Tuesday, February 23, 2010

Mary's Prison

I went directly to my English Jr. Sem class after watching the film But I'm a Cheerleader. We were discussing Michel Foucault's The Birth of the Prison and I couldn't help but juxtapose the film and text.

Foucault challenges the practices of prisons and focuses on one prison, Mettray, to exemplify his arguments. Prisoners are sent to Mettray between the ages of six and twenty one. The typical age represented in the film was of teenagers being sent to True Directions. "Why Mettray? Because it is the disciplinary form at it's most extreme, the model in which are concentrated all the coercive technologies of behaviour. In it were to be found 'cloister, prison, school, regiment" (Norton, 1637). This all-encompassing institution seems similar to the camp Mary has created for her homosexual misfits. The campers are forced to follow the steps of admitting their homosexuality, rediscovering their gender identity, finding the root of their homosexuality, demystifying the opposite sex, and simulating heterosexual intercourse. Strict disciplinary Mary leaves no room for deviation from these steps in order to "cure" the campers.

Just as Foucault argues that these prison's function a particular way so that they never fail to produce "delinquents" neither can Mary's True Directions fail to produce "heterosexual" campers. Even though we have yet to finish the film in class, I'm sure we can all assume this is false. Systems that work with an established idea of whats normative cannot function effectively. The film challanges the social construction of sex, gender and sexuality in a heteronormative environment.
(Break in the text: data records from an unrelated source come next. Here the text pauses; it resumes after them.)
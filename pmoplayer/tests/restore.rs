//! Tests de restauration de session (rechargement simulé)

use async_trait::async_trait;
use pmoplayer::persistence::{PLAYLIST_KEY, SETTINGS_KEY};
use pmoplayer::{
    AudioArtMode, BackgroundMode, BinaryStore, Blob, BlobStore, Collection, Error,
    FileScalarStore, LocalFile, MediaKind, MemoryBlobStore, MemoryScalarStore, ObjectHandle,
    PlaybackSurface, ScalarStore, Session, SessionOptions, SimulatedSurface, SqliteBlobStore,
    Stores,
};
use serde_json::{json, Value};
use std::collections::HashSet;
use std::sync::atomic::{AtomicBool, Ordering};
use std::sync::Arc;
use tempfile::tempdir;

fn audio_file(name: &str) -> LocalFile {
    LocalFile::new(name, Blob::new(name.as_bytes().to_vec(), Some("audio/ogg".into())))
}

async fn open(stores: &Stores) -> Session<SimulatedSurface> {
    Session::open(stores.clone(), SimulatedSurface::new(), SessionOptions::default()).await
}

fn persisted_playlist(stores: &Stores) -> anyhow::Result<Value> {
    let raw = stores.scalars.get_item(PLAYLIST_KEY)?.unwrap_or_default();
    Ok(serde_json::from_str(&raw)?)
}

#[tokio::test]
async fn test_reload_mints_fresh_handles() -> anyhow::Result<()> {
    let stores = Stores::in_memory();

    let before: Vec<ObjectHandle> = {
        let mut session = open(&stores).await;
        for name in ["a.ogg", "b.ogg", "c.ogg"] {
            session.add_local(audio_file(name)).await;
        }
        let handles: Vec<ObjectHandle> = session
            .playlist()
            .entries()
            .iter()
            .filter_map(|e| e.handle().cloned())
            .collect();
        handles
    };
    assert_eq!(before.len(), 3);

    let session = open(&stores).await;
    let after: Vec<ObjectHandle> = session
        .playlist()
        .entries()
        .iter()
        .filter_map(|e| e.handle().cloned())
        .collect();

    assert_eq!(after.len(), 3);
    let distinct: HashSet<&ObjectHandle> = after.iter().collect();
    assert_eq!(distinct.len(), 3);
    assert!(after.iter().all(|h| !before.contains(h)));
    assert!(after.iter().all(|h| session.handles().is_live(h)));

    let titles: Vec<&str> = session
        .playlist()
        .entries()
        .iter()
        .map(|e| e.title.as_str())
        .collect();
    assert_eq!(titles, ["a.ogg", "b.ogg", "c.ogg"]);
    assert!(session.playlist().entries().iter().all(|e| e.has_blob));

    // Rien n'est sélectionné après un rechargement
    assert_eq!(session.playlist().current_index(), None);
    assert_eq!(session.surface().source(), None);
    Ok(())
}

#[tokio::test]
async fn test_snapshot_nulls_handle_sources() -> anyhow::Result<()> {
    let stores = Stores::in_memory();
    let mut session = open(&stores).await;
    let local = session.add_local(audio_file("a.ogg")).await;
    session.add_remote("https://ex.com/b.mp3");

    let document = persisted_playlist(&stores)?;
    assert_eq!(document[0]["id"], json!(local.id));
    assert_eq!(document[0]["src"], Value::Null);
    assert_eq!(document[0]["hasBlob"], json!(true));
    assert_eq!(document[0]["isHandleBacked"], json!(true));
    assert_eq!(document[1]["src"], json!("https://ex.com/b.mp3"));
    assert_eq!(document[1]["kind"], json!("audio"));
    Ok(())
}

#[tokio::test]
async fn test_missing_blob_drops_entry() -> anyhow::Result<()> {
    let stores = Stores::in_memory();
    let lost = {
        let mut session = open(&stores).await;
        let lost = session.add_local(audio_file("lost.ogg")).await;
        session.add_local(audio_file("kept.ogg")).await;
        session.add_remote("https://ex.com/remote.mp3");
        lost
    };

    // Stockage vidé hors de l'application
    stores.blobs.delete(Collection::Files, &lost.id).await?;

    let session = open(&stores).await;
    let titles: Vec<&str> = session
        .playlist()
        .entries()
        .iter()
        .map(|e| e.title.as_str())
        .collect();
    assert_eq!(titles, ["kept.ogg", "remote.mp3"]);
    assert_eq!(session.handles().live_count(), 1);

    // Le document réparé ne référence plus l'entrée perdue
    let document = persisted_playlist(&stores)?;
    assert_eq!(document.as_array().map(Vec::len), Some(2));
    Ok(())
}

#[tokio::test]
async fn test_corrupt_documents_give_empty_state() -> anyhow::Result<()> {
    let stores = Stores::in_memory();
    stores.scalars.set_item(PLAYLIST_KEY, "[{\"id\": ")?;
    stores.scalars.set_item(SETTINGS_KEY, "not json")?;

    let session = open(&stores).await;

    assert!(session.playlist().is_empty());
    assert_eq!(session.settings(), &pmoplayer::Settings::default());
    assert_eq!(session.surface().volume(), 1.0);
    Ok(())
}

#[tokio::test]
async fn test_stale_and_legacy_entries() -> anyhow::Result<()> {
    let stores = Stores::in_memory();
    stores.scalars.set_item(
        PLAYLIST_KEY,
        &json!([
            { "id": "stale", "title": "Gone", "src": null, "kind": "audio",
              "hasBlob": false, "isHandleBacked": false },
            { "id": "empty", "title": "Empty", "src": "", "kind": "audio",
              "hasBlob": false, "isHandleBacked": false },
            { "id": "legacy", "title": "Legacy", "src": "https://ex.com/legacy.webm",
              "kind": "video", "hasBlob": false, "isObjectUrl": false },
            { "id": "odd", "title": "", "src": "https://ex.com/stream", "kind": "radio" }
        ])
        .to_string(),
    )?;

    let session = open(&stores).await;
    let entries = session.playlist().entries();

    assert_eq!(entries.len(), 2);
    assert_eq!(entries[0].id, "legacy");
    assert_eq!(entries[0].kind, MediaKind::Video);
    assert_eq!(entries[0].src(), "https://ex.com/legacy.webm");
    assert_eq!(entries[1].title, "Untitled Track");
    assert_eq!(entries[1].kind, MediaKind::Media);
    Ok(())
}

#[tokio::test]
async fn test_out_of_range_volume_falls_back() -> anyhow::Result<()> {
    for volume in [json!(1.4), json!("loud"), json!(-2), Value::Null] {
        let stores = Stores::in_memory();
        stores.scalars.set_item(
            SETTINGS_KEY,
            &json!({ "volume": volume, "muted": true, "loopPlaylist": true }).to_string(),
        )?;

        let session = open(&stores).await;
        assert_eq!(session.settings().volume, 1.0);
        assert_eq!(session.surface().volume(), 1.0);
        assert!(session.surface().is_muted());
        assert!(session.settings().loop_playlist);
    }
    Ok(())
}

#[tokio::test]
async fn test_valid_volume_is_applied() -> anyhow::Result<()> {
    let stores = Stores::in_memory();
    {
        let mut session = open(&stores).await;
        session.set_volume(0.3);
        session.toggle_shuffle();
    }

    let session = open(&stores).await;
    assert_eq!(session.settings().volume, 0.3);
    assert_eq!(session.surface().volume(), 0.3);
    assert!(session.settings().shuffle);
    assert!(!session.surface().is_muted());
    Ok(())
}

#[tokio::test]
async fn test_track_loop_survives_reload() {
    let stores = Stores::in_memory();
    {
        let mut session = open(&stores).await;
        session.toggle_loop_track();
    }

    let session = open(&stores).await;
    assert!(session.settings().loop_track);
    assert!(session.surface().is_looping());
}

#[tokio::test]
async fn test_orphan_records_are_swept() -> anyhow::Result<()> {
    let stores = Stores::in_memory();
    let kept = {
        let mut session = open(&stores).await;
        let kept = session.add_local(audio_file("kept.ogg")).await;
        kept
    };
    stores
        .blobs
        .put(Collection::Files, "orphan", &Blob::new(vec![0], None))
        .await?;

    let _session = open(&stores).await;
    assert_eq!(stores.blobs.ids(Collection::Files).await?, vec![kept.id]);
    Ok(())
}

#[tokio::test]
async fn test_orphan_sweep_can_be_disabled() -> anyhow::Result<()> {
    let stores = Stores::in_memory();
    stores
        .blobs
        .put(Collection::Files, "orphan", &Blob::new(vec![0], None))
        .await?;

    let options = SessionOptions {
        sweep_orphans: false,
    };
    let _session = Session::open(stores.clone(), SimulatedSurface::new(), options).await;
    assert_eq!(stores.blobs.ids(Collection::Files).await?, vec!["orphan"]);
    Ok(())
}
  1. This movie reminded me of Foucault's gaze theory in several places. The bedroom where the girls sleep is set up to have a focal point by the door, where the onlooker can view all the beds clearly. Also, though a bit of a stretch, the 'diagnosing' montage at the beginning, where Megan's vegetarianism, scenes kissing her boyfriend, and clips of cheerleading practice are set up to prove her homosexuality, suggest an onlooker who is viewing the girl in a detached, clinical way. To me, this is a parody of the detached and defensive response of heterosexuals to gay and lesbian people. By otherizing homosexuality through a positioned 'gaze,' the movie shows both the oppression of gays and the fear of heterosexuals.

  2. It seems like all of Foucault's works are especially relevant to this movie, as ti also relates to how power has functioned to squash the claim of a legitimate sexual theory because the accepted norm is heterosexuality, effectively silencing for a long time any voices that challenged that. But with more submissions and outcries from the "deviant" group, it is hard to accept heterosexual relationships as the universal now, as their control over privilege and discourse become constantly weakened through critical analysis of the accepted norms and media such as "But I'm a Cheerleader."